* **Exercise directions**: For the entries below, the expected answer is the line with "filename crates/jrp-assets/src/lib.rs", the line with "variable block plus", and every line between them, exactly as written, and nothing more.

* **Recorded information**:
************
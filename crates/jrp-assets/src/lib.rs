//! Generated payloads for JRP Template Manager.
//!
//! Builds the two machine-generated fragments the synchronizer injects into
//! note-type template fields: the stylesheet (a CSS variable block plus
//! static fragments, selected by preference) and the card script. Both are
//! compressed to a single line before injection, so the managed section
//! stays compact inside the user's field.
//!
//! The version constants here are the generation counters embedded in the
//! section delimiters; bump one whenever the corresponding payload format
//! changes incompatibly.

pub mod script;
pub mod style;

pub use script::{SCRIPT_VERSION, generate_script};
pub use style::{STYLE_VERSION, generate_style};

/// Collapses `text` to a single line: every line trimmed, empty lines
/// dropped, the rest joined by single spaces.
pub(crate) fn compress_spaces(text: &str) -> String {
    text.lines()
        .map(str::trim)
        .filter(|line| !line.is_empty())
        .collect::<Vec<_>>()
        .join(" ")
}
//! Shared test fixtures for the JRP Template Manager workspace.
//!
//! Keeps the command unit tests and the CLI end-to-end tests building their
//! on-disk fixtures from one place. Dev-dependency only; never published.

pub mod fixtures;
************
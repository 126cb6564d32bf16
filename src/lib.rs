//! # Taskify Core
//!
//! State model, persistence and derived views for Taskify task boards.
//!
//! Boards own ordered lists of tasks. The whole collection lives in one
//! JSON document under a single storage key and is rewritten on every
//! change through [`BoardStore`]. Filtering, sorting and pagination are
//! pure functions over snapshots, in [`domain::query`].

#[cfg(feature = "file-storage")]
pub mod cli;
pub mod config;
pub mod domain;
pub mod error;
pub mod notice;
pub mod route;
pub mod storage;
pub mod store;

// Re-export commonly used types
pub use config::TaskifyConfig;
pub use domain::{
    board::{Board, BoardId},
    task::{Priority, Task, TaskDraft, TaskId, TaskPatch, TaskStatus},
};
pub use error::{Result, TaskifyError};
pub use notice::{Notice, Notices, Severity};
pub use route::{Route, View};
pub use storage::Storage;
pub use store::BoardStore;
************
* **Output below**:
filename crates/jrp-assets/src/lib.rs
//! Generated payloads for JRP Template Manager.
//!
//! Builds the two machine-generated fragments the synchronizer injects into
//! note-type template fields: the stylesheet (a CSS variable block plus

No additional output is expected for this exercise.